Franz Xaver Kroetz, Marie Theres Relin

Szenen keiner Ehe

Cover: Szenen keiner Ehe
dtv, München 2023
ISBN 9783423283748
Gebunden, 320 Seiten, 25,00 EUR

Klappentext

Es ist der Wunsch von Franz Xaver Kroetz, noch einmal mit seiner Ex-Frau Marie Theres Relin einige Wochen auf Teneriffa zu verbringen, wo sie lange zusammen gelebt haben. Relin willigt ein. Und sie vereinbaren, dass beide getrennt aufschreiben, was ihnen in diesen zwei Monaten durch den Kopf geht. Vernarbte Wunden beginnen wieder zu jucken, alte Zuneigung erwacht. Sie kämpft mit Rückschlägen als Schauspielerin und hat Existenzsorgen, er plagt sich mit dem Alter und als Dramatiker, schafft es aber, eine grandiose Figur zu entwickeln: "ich".

Rezensionsnotiz zu Neue Zürcher Zeitung, 12.10.2023

Rezensent Bernd Noack ist gerührt von diesem "überraschenden" Buch, das der Dramatiker Franz Xaver Kroetz und seine längst geschiedene Frau, die Schauspielerin und Frauenrechtlerin Marie Theres Relin auf Teneriffa geschrieben haben. Nicht gemeinsam, versichert Noack.
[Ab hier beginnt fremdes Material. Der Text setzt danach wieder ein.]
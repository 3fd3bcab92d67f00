//! Mock media toolkit for testing.

use async_trait::async_trait;
use rand::RngCore;
use std::path::{Path, PathBuf};
use std::sync::Arc;
use std::time::Duration;
use tokio::sync::RwLock;

use crate::media::{
    target_dimensions, MediaError, MediaMetrics, MediaToolkit, Orientation, Stage,
    SynthesizedMedia, TransformProfile, UniquifiedMedia,
};

/// A recorded stage invocation for test assertions.
#[derive(Debug, Clone)]
pub struct RecordedStage {
    pub stage: Stage,
    pub input: PathBuf,
    pub output: Option<PathBuf>,
    /// Target orientation, known for synthesize and uniquify.
    pub orientation: Option<Orientation>,
    pub success: bool,
}

#[derive(Debug, Clone)]
struct ScriptedFailure {
    stage: Stage,
    orientation: Option<Orientation>,
}

/// Mock implementation of the MediaToolkit trait.
///
/// Stages write real (tiny) files so storage paths, hashing and scratch
/// cleanup behave as in production:
/// - scrub copies the input
/// - synthesize copies the input and reports `target_dimensions`
/// - uniquify appends the drawn profile to the input and reports the
///   perturbed metrics
///
/// A scripted failure writes a partial output first, the way a killed
/// ffmpeg would.
///
/// # Example
///
/// ```rust,ignore
/// use clipforge_core::testing::MockMediaToolkit;
///
/// let toolkit = MockMediaToolkit::new();
/// toolkit.set_probe_metrics(fixtures::landscape_metrics()).await;
/// toolkit.fail_on(Stage::Uniquify, Some(Orientation::Square)).await;
///
/// let manifest = pipeline.run(request).await?;
/// assert_eq!(toolkit.stage_count(Stage::Scrub).await, 3);
/// ```
#[derive(Debug, Clone)]
pub struct MockMediaToolkit {
    calls: Arc<RwLock<Vec<RecordedStage>>>,
    probe_metrics: Arc<RwLock<Option<MediaMetrics>>>,
    failures: Arc<RwLock<Vec<ScriptedFailure>>>,
    stage_delay: Arc<RwLock<Duration>>,
}

impl Default for MockMediaToolkit {
    fn default() -> Self {
        Self::new()
    }
}

impl MockMediaToolkit {
    /// Create a mock that probes every file as 1920x1080, 10s, 30fps.
    pub fn new() -> Self {
        Self {
            calls: Arc::new(RwLock::new(Vec::new())),
            probe_metrics: Arc::new(RwLock::new(Some(super::fixtures::landscape_metrics()))),
            failures: Arc::new(RwLock::new(Vec::new())),
            stage_delay: Arc::new(RwLock::new(Duration::ZERO)),
        }
    }

    /// Metrics returned by `probe`. `None` makes probing fail as unreadable.
    pub async fn set_probe_metrics(&self, metrics: impl Into<Option<MediaMetrics>>) {
        *self.probe_metrics.write().await = metrics.into();
    }

    /// Make `stage` fail, for one target orientation or for every call.
    ///
    /// Scrub has no target orientation, so an orientation filter never
    /// matches it.
    pub async fn fail_on(&self, stage: Stage, orientation: Option<Orientation>) {
        self.failures
            .write()
            .await
            .push(ScriptedFailure { stage, orientation });
    }

    /// Remove all scripted failures.
    pub async fn clear_failures(&self) {
        self.failures.write().await.clear();
    }

    /// Simulated time spent in each transform stage.
    pub async fn set_stage_delay(&self, delay: Duration) {
        *self.stage_delay.write().await = delay;
    }

    /// Get all recorded stage calls.
    pub async fn recorded_stages(&self) -> Vec<RecordedStage> {
        self.calls.read().await.clone()
    }

    /// Number of calls made to one stage.
    pub async fn stage_count(&self, stage: Stage) -> usize {
        self.calls
            .read()
            .await
            .iter()
            .filter(|c| c.stage == stage)
            .count()
    }

    async fn should_fail(&self, stage: Stage, orientation: Option<Orientation>) -> bool {
        self.failures.read().await.iter().any(|f| {
            f.stage == stage
                && match f.orientation {
                    None => true,
                    Some(wanted) => orientation == Some(wanted),
                }
        })
    }

    async fn record(
        &self,
        stage: Stage,
        input: &Path,
        output: Option<&Path>,
        orientation: Option<Orientation>,
        success: bool,
    ) {
        self.calls.write().await.push(RecordedStage {
            stage,
            input: input.to_path_buf(),
            output: output.map(Path::to_path_buf),
            orientation,
            success,
        });
    }

    /// Shared body of the three writing stages.
    async fn transform(
        &self,
        stage: Stage,
        input: &Path,
        output: &Path,
        orientation: Option<Orientation>,
        trailer: &[u8],
    ) -> Result<(), MediaError> {
        let delay = *self.stage_delay.read().await;
        if !delay.is_zero() {
            tokio::time::sleep(delay).await;
        }

        let mut bytes = match tokio::fs::read(input).await {
            Ok(bytes) => bytes,
            Err(e) if e.kind() == std::io::ErrorKind::NotFound => {
                self.record(stage, input, Some(output), orientation, false).await;
                return Err(MediaError::InputNotFound {
                    path: input.to_path_buf(),
                });
            }
            Err(e) => return Err(MediaError::Io(e)),
        };

        if self.should_fail(stage, orientation).await {
            tokio::fs::write(output, b"partial").await?;
            self.record(stage, input, Some(output), orientation, false).await;
            return Err(MediaError::transform(
                stage,
                "exit code 1",
                Some(format!("mock {} failure\nConversion failed!", stage)),
            ));
        }

        bytes.extend_from_slice(trailer);
        tokio::fs::write(output, bytes).await?;
        self.record(stage, input, Some(output), orientation, true).await;
        Ok(())
    }
}

#[async_trait]
impl MediaToolkit for MockMediaToolkit {
    fn name(&self) -> &str {
        "mock"
    }

    async fn probe(&self, path: &Path) -> Result<MediaMetrics, MediaError> {
        if !path.exists() {
            self.record(Stage::Probe, path, None, None, false).await;
            return Err(MediaError::InputNotFound {
                path: path.to_path_buf(),
            });
        }

        let metrics = *self.probe_metrics.read().await;
        let fail = self.should_fail(Stage::Probe, None).await;
        match metrics {
            Some(metrics) if !fail => {
                self.record(Stage::Probe, path, None, None, true).await;
                Ok(metrics)
            }
            _ => {
                self.record(Stage::Probe, path, None, None, false).await;
                Err(MediaError::unreadable(path, "no video stream"))
            }
        }
    }

    async fn scrub(&self, input: &Path, output: &Path) -> Result<PathBuf, MediaError> {
        self.transform(Stage::Scrub, input, output, None, b"").await?;
        Ok(output.to_path_buf())
    }

    async fn synthesize(
        &self,
        input: &Path,
        output: &Path,
        orientation: Orientation,
        known: &MediaMetrics,
    ) -> Result<SynthesizedMedia, MediaError> {
        let (width, height) = target_dimensions(orientation, known.width, known.height);
        let trailer = format!("|{}x{}", width, height);
        self.transform(
            Stage::Synthesize,
            input,
            output,
            Some(orientation),
            trailer.as_bytes(),
        )
        .await?;

        Ok(SynthesizedMedia {
            path: output.to_path_buf(),
            metrics: known.with_dimensions(width, height),
        })
    }

    async fn uniquify(
        &self,
        input: &Path,
        output: &Path,
        known: &MediaMetrics,
        rng: &mut (dyn RngCore + Send),
    ) -> Result<UniquifiedMedia, MediaError> {
        let profile = TransformProfile::draw(rng);
        let size_bytes = tokio::fs::metadata(input)
            .await
            .map(|m| m.len())
            .unwrap_or_default();
        let trailer = format!(
            "|{:.6}|{:.6}|{:.6}",
            profile.duration_delta_secs, profile.fps_delta_ratio, profile.bitrate_delta_ratio
        );
        self.transform(
            Stage::Uniquify,
            input,
            output,
            Some(known.native_orientation()),
            trailer.as_bytes(),
        )
        .await?;

        Ok(UniquifiedMedia {
            path: output.to_path_buf(),
            metrics: profile.resulting_metrics(known, size_bytes),
            profile,
        })
    }

    async fn extract_thumbnail(&self, video: &Path, output: &Path) -> Result<PathBuf, MediaError> {
        if !video.exists() {
            return Err(MediaError::InputNotFound {
                path: video.to_path_buf(),
            });
        }
        tokio::fs::write(output, b"jpeg").await?;
        Ok(output.to_path_buf())
    }

    async fn validate(&self) -> Result<(), MediaError> {
        Ok(())
    }
}

#[cfg(test)]
mod tests {
    use super::*;
    use rand::rngs::StdRng;
    use rand::SeedableRng;
    use tempfile::TempDir;

    #[tokio::test]
    async fn test_probe_returns_configured_metrics() {
        let dir = TempDir::new().unwrap();
        let input = dir.path().join("in.mp4");
        tokio::fs::write(&input, b"video").await.unwrap();

        let toolkit = MockMediaToolkit::new();
        let metrics = toolkit.probe(&input).await.unwrap();
        assert_eq!((metrics.width, metrics.height), (1920, 1080));

        toolkit.set_probe_metrics(None).await;
        let err = toolkit.probe(&input).await.unwrap_err();
        assert!(matches!(err, MediaError::UnreadableMedia { .. }));
    }

    #[tokio::test]
    async fn test_synthesize_reports_target_dimensions() {
        let dir = TempDir::new().unwrap();
        let input = dir.path().join("in.mp4");
        let output = dir.path().join("out.mp4");
        tokio::fs::write(&input, b"video").await.unwrap();

        let toolkit = MockMediaToolkit::new();
        let known = super::super::fixtures::landscape_metrics();
        let synth = toolkit
            .synthesize(&input, &output, Orientation::Square, &known)
            .await
            .unwrap();
        assert_eq!((synth.metrics.width, synth.metrics.height), (1080, 1080));
        assert!(output.exists());
    }

    #[tokio::test]
    async fn test_scripted_failure_leaves_partial_output() {
        let dir = TempDir::new().unwrap();
        let input = dir.path().join("in.mp4");
        let output = dir.path().join("out.mp4");
        tokio::fs::write(&input, b"video").await.unwrap();

        let toolkit = MockMediaToolkit::new();
        toolkit.fail_on(Stage::Uniquify, Some(Orientation::Square)).await;

        let square = MediaMetrics {
            duration_secs: 10.0,
            width: 1080,
            height: 1080,
            fps: 30.0,
        };
        let mut rng = StdRng::seed_from_u64(1);
        let err = toolkit
            .uniquify(&input, &output, &square, &mut rng)
            .await
            .unwrap_err();
        assert!(matches!(err, MediaError::Transform { stage: Stage::Uniquify, .. }));
        assert!(output.exists());

        let landscape = super::super::fixtures::landscape_metrics();
        assert!(toolkit
            .uniquify(&input, &output, &landscape, &mut rng)
            .await
            .is_ok());
        assert_eq!(toolkit.stage_count(Stage::Uniquify).await, 2);
    }
}
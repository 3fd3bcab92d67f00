use serde::{Deserialize, Serialize};
use std::net::IpAddr;
use std::path::PathBuf;

use crate::media::MediaConfig;
use crate::media_host::YouTubeConfig;
use crate::pipeline::PipelineConfig;
use crate::storage::StorageConfig;

/// Root configuration
#[derive(Debug, Clone, Deserialize, Serialize)]
pub struct Config {
    pub vault: VaultConfig,
    #[serde(default)]
    pub server: ServerConfig,
    #[serde(default)]
    pub database: DatabaseConfig,
    #[serde(default)]
    pub storage: StorageConfig,
    #[serde(default)]
    pub media: MediaConfig,
    #[serde(default)]
    pub pipeline: PipelineConfig,
    #[serde(default)]
    pub youtube: YouTubeConfig,
}

/// Server configuration
#[derive(Debug, Clone, Deserialize, Serialize)]
pub struct ServerConfig {
    #[serde(default = "default_host")]
    pub host: IpAddr,
    #[serde(default = "default_port")]
    pub port: u16,
    /// Largest accepted upload body in bytes.
    #[serde(default = "default_max_upload_bytes")]
    pub max_upload_bytes: usize,
}

impl Default for ServerConfig {
    fn default() -> Self {
        Self {
            host: default_host(),
            port: default_port(),
            max_upload_bytes: default_max_upload_bytes(),
        }
    }
}

fn default_host() -> IpAddr {
    IpAddr::from([0, 0, 0, 0])
}

fn default_port() -> u16 {
    8080
}

fn default_max_upload_bytes() -> usize {
    2 * 1024 * 1024 * 1024 // 2 GiB
}

/// Database configuration
#[derive(Debug, Clone, Deserialize, Serialize)]
pub struct DatabaseConfig {
    #[serde(default = "default_db_path")]
    pub path: PathBuf,
}

impl Default for DatabaseConfig {
    fn default() -> Self {
        Self {
            path: default_db_path(),
        }
    }
}

fn default_db_path() -> PathBuf {
    PathBuf::from("clipforge.db")
}

/// Credential vault configuration
#[derive(Debug, Clone, Deserialize, Serialize)]
pub struct VaultConfig {
    /// Secret the at-rest encryption key is derived from.
    /// Usually supplied as CLIPFORGE_VAULT_SECRET.
    pub secret: String,
}

/// Sanitized config for API responses (secrets redacted)
#[derive(Debug, Clone, Serialize)]
pub struct SanitizedConfig {
    pub vault: SanitizedVaultConfig,
    pub server: ServerConfig,
    pub database: DatabaseConfig,
    pub storage: StorageConfig,
    pub media: MediaConfig,
    pub pipeline: PipelineConfig,
    pub youtube: YouTubeConfig,
}

/// Sanitized vault config (secret hidden)
#[derive(Debug, Clone, Serialize)]
pub struct SanitizedVaultConfig {
    pub secret_configured: bool,
}

impl From<&Config> for SanitizedConfig {
    fn from(config: &Config) -> Self {
        Self {
            vault: SanitizedVaultConfig {
                secret_configured: !config.vault.secret.is_empty(),
            },
            server: config.server.clone(),
            database: config.database.clone(),
            storage: config.storage.clone(),
            media: config.media.clone(),
            pipeline: config.pipeline.clone(),
            youtube: config.youtube.clone(),
        }
    }
}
Vielmehr machte jeder der beiden seine Aufzeichnungen und dann schickten beide ihre Texte an den Verlag, der sie zusammenfügte. Dass Relin erstmals über den Missbrauch ihres Onkels Maximilian Schell schreibt, war sicher ehrlich und wichtig, aber der Kritiker bedauert es doch ein wenig, weil der Skandal den literarischen Wert des Buchs, den es in seinen Augen durchaus hat, "überschattet". Diese Szenen keiner Ehe sind nämlich "melancholisch, keifend, witzig" und bei aller Bosheit von so viel "unerklärlicher Zuneigung" geprägt, dass sie Noack immer noch wie alte Eheleute vorkommen.
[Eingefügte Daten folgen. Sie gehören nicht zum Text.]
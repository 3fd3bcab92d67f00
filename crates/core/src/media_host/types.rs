//! Types for the media host module.

use serde::{Deserialize, Serialize};
use std::path::PathBuf;

use crate::credentials::Credential;
use crate::records::Visibility;

/// A rendered file to publish.
#[derive(Debug, Clone)]
pub struct UploadRequest {
    pub file: PathBuf,
    pub title: String,
    pub description: String,
    pub visibility: Visibility,
    pub credential: Credential,
}

/// Identity of a published video on the host.
#[derive(Debug, Clone, PartialEq, Eq, Serialize, Deserialize)]
pub struct UploadReceipt {
    pub remote_id: String,
    pub remote_url: String,
}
Rezensionsnotiz zu Die Zeit, 05.10.2023

Der Dramatiker Franz Xaver Kroetz und die Schauspielerin Marie Theres Relin waren mal "das Glamourpaar des deutschen Kulturlebens", hält Rezensent Volker Weidermann fest, von diesem Ruhm sei bei den längst Geschiedenen, die jetzt hier eine Art gemeinsame Autobiografie vorlegen, aber nicht mehr viel übrig. Die beiden fahren mit einem kaum noch fahrtüchtigen Mercedes von Teneriffa nach München und schreiben ihre ungeschönten, durchaus dramatischen Gedanken auf, wie Weidermann festhält. Im Zentrum des Buches stehen für Weidermann allerdings die Missbrauchsvorwürfe, die Relin erstmals gegen ihren weltberühmten Onkel Maximilian Schell erhebt - damit gehen auch Selbstvorwürfe einher, lange, zu lange darüber geschwiegen zu haben. Weidermann, der schon die abfällige Beschreibung des alternden Körpers Relins durch Kroetz abstoßend fand,  wundert sich, dass diese Vorwürfe in einem großen SZ-Interview nicht zur Sprache kamen und hakt bei den beiden nach; die ablehnende Antwort von Kroetz lässt ihn darauf spekulieren, dass dieser die Aufmerksamkeit für das Buch lieber nicht mit seiner Ex-Frau teilen wollte, der Weidermann dafür das letzte Wort gibt: "Kein Wunder, dass mir nachts die Luft wegbleibt. Killing me softly with his words."